Accents unusual in the neighborhood
And now a word from me about my involvement with accidents. No, it wasn’t Mr. Roger’s neighborhood, but one I once knew. I felt like I’d gone to live in a science fiction movie one day. What happened?
The first week of school, a girl I’d known all my young life joined the student body, and it was peculiar, it was bizarre. She was born at the same time as I, grew up in the same neighborhood and went to the same elementary school. How, then, did she, overnight, begin speaking with a British accent?
We were used to accents in my old neighborhood. The families who lived there came from several ethnic classes, and many of the parents and relatives all had accents. Nope, we thought nothing of it, except we had no one from the British Isles or anywhere near it.
Had she been infected or hit on the head? No to that, too. I guess she decided that one way to climb up was to sound like she came from a wealthy family where everyone was educated in England.

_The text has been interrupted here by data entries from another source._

//! Distro release detection.
//!
//! Reads os-release(5) to find the release codename of the running system.
//! Release branches in the configuration repo are named after these
//! codenames, so an undetectable codename just means no branch can be
//! matched automatically; it is never an error.

use std::collections::BTreeMap;
use std::path::Path;
use std::sync::OnceLock;

/// Locations of the os-release file, in lookup order per os-release(5).
const OS_RELEASE_PATHS: &[&str] = &["/etc/os-release", "/usr/lib/os-release"];

/// The codename of the running distro release, or the empty string when it
/// cannot be determined. The file is read once per process.
pub fn detect_system_release() -> &'static str {
    static RELEASE: OnceLock<String> = OnceLock::new();
    RELEASE.get_or_init(read_system_release).as_str()
}

fn read_system_release() -> String {
    let Some(path) = OS_RELEASE_PATHS
        .iter()
        .map(Path::new)
        .find(|path| path.exists())
    else {
        log::warn!("No os-release file found; cannot detect the system release");
        return String::new();
    };

    let contents = match std::fs::read_to_string(path) {
        Ok(contents) => contents,
        Err(err) => {
            log::warn!("Unable to read {}: {err}", path.display());
            return String::new();
        }
    };

    let fields = parse_os_release(&contents);
    match fields.get("VERSION_CODENAME") {
        Some(codename) if !codename.trim().is_empty() => codename.clone(),
        Some(_) | None => {
            log::warn!(
                "VERSION_CODENAME is not in {}. Full file contents: {fields:?}",
                path.display()
            );
            String::new()
        }
    }
}

/// Parse os-release(5) content into a key/value map.
///
/// Lines are `KEY=VALUE` with optional single or double quoting of the
/// value; blank lines and `#` comments are skipped, as is anything that
/// does not look like an assignment to an os-release key.
pub fn parse_os_release(contents: &str) -> BTreeMap<String, String> {
    let mut fields = BTreeMap::new();
    for line in contents.lines() {
        let line = line.trim();
        if line.is_empty() || line.starts_with('#') {
            continue;
        }
        let Some((key, value)) = line.split_once('=') else {
            log::debug!("os-release line has no assignment: {line}");
            continue;
        };
        if key.is_empty()
            || !key
                .chars()
                .all(|c| c.is_ascii_uppercase() || c.is_ascii_digit() || c == '_')
        {
            log::debug!("Skipping unexpected os-release key: {key}");
            continue;
        }
        fields.insert(key.to_string(), unquote(value));
    }
    fields
}

/// Strip matching single or double quotes and unescape the sequences
/// os-release(5) allows inside double quotes.
fn unquote(raw: &str) -> String {
    let raw = raw.trim();
    for quote in ['"', '\''] {
        if raw.len() >= 2 && raw.starts_with(quote) && raw.ends_with(quote) {
            let inner = &raw[1..raw.len() - 1];
            if quote == '\'' {
                return inner.to_string();
            }
            let mut out = String::with_capacity(inner.len());
            let mut chars = inner.chars();
            while let Some(c) = chars.next() {
                if c == '\\' {
                    match chars.next() {
                        Some(escaped) => out.push(escaped),
                        None => out.push('\\'),
                    }
                } else {
                    out.push(c);
                }
            }
            return out;
        }
    }
    raw.to_string()
}

#[cfg(test)]
mod tests {
    use super::*;

    #[test]
    fn parses_quoted_and_unquoted_values() {
        let fields = parse_os_release(
            "NAME=\"Linux Mint\"\nID=linuxmint\nVERSION_CODENAME=vera\nUBUNTU_CODENAME='jammy'\n",
        );
        assert_eq!(fields["NAME"], "Linux Mint");
        assert_eq!(fields["ID"], "linuxmint");
        assert_eq!(fields["VERSION_CODENAME"], "vera");
        assert_eq!(fields["UBUNTU_CODENAME"], "jammy");
    }

    #[test]
    fn skips_comments_blanks_and_non_assignments() {
        let fields = parse_os_release(
            "# comment\n\nVERSION_CODENAME=vera\nthis line has no assignment\n  # indented comment\n",
        );
        assert_eq!(fields.len(), 1);
        assert_eq!(fields["VERSION_CODENAME"], "vera");
    }

    #[test]
    fn skips_keys_that_are_not_os_release_shaped() {
        let fields = parse_os_release("lowercase=no\nVERSION_CODENAME=vera\nBAD KEY=no\n");
        assert_eq!(fields.len(), 1);
        assert!(fields.contains_key("VERSION_CODENAME"));
    }

    #[test]
    fn unescapes_double_quoted_values() {
        let fields = parse_os_release(r#"PRETTY_NAME="Linux Mint 21.1 \"Vera\"""#);
        assert_eq!(fields["PRETTY_NAME"], r#"Linux Mint 21.1 "Vera""#);
    }

    #[test]
    fn missing_codename_is_absent_from_the_map() {
        let fields = parse_os_release("NAME=\"Some OS\"\nID=someos\n");
        assert!(!fields.contains_key("VERSION_CODENAME"));
    }
}
//! The `branches` subcommand: show what the remote offers.

use anyhow::Result;

use vmpull::settings::Settings;
use vmpull::styling::{self, EMPHASIS, HINT};
use vmpull::{release, remote};

pub fn handle_branches() -> Result<()> {
    let settings = Settings::load()?;
    let branches = remote::list_remote_branches(&settings.git_url)?;
    let system_release = release::detect_system_release();

    for branch in &branches {
        let annotation = if branch == system_release {
            format!(" {HINT}(matches this system){HINT:#}")
        } else {
            String::new()
        };
        if *branch == settings.git_branch {
            styling::println!("{EMPHASIS}* {branch}{EMPHASIS:#}{annotation}");
        } else {
            styling::println!("  {branch}{annotation}");
        }
    }

    Ok(())
}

To the day she graduated from high school and left the state forever, she had that British accent, and I have to wonder if she ever admitted to herself that it brought more pain than anything else.
I know kids in high school made fun of her, and she had no friends.
Admittedly, she wouldn’t have wanted to bring anyone to her home where little laundry was done, and her father was always drunk. The accent was supposed to be a cover for all of that, I guess. What would we say about her today if she were to reappear?
Where’s your compass?
One of the over-used buzzwords these days is “genuine” or “authentic.” We’re supposed to be our genuine, authentic selves. Odd advice because it seems so many people in public life and entertainment found that’s not the secret to their success. But we should be authentic and genuine.
There may not be a need for voice coaches for the person-on-the-street, but there are those “dressers” who will tell us how to dress for success or to “lean in” and be successful.
A casual look behind it and you’ll find the home declutterer is living in a mess, the lean-in person isn’t so authentic, and the guru is far from genuine. He’s being sued for sexual harassment.
For you and me? Find your own joy, be who you are, and live a pleasant life, enjoying the wonders that are out there for all of us.
As for Cher? Good for her and her authenticity whatever it is to her.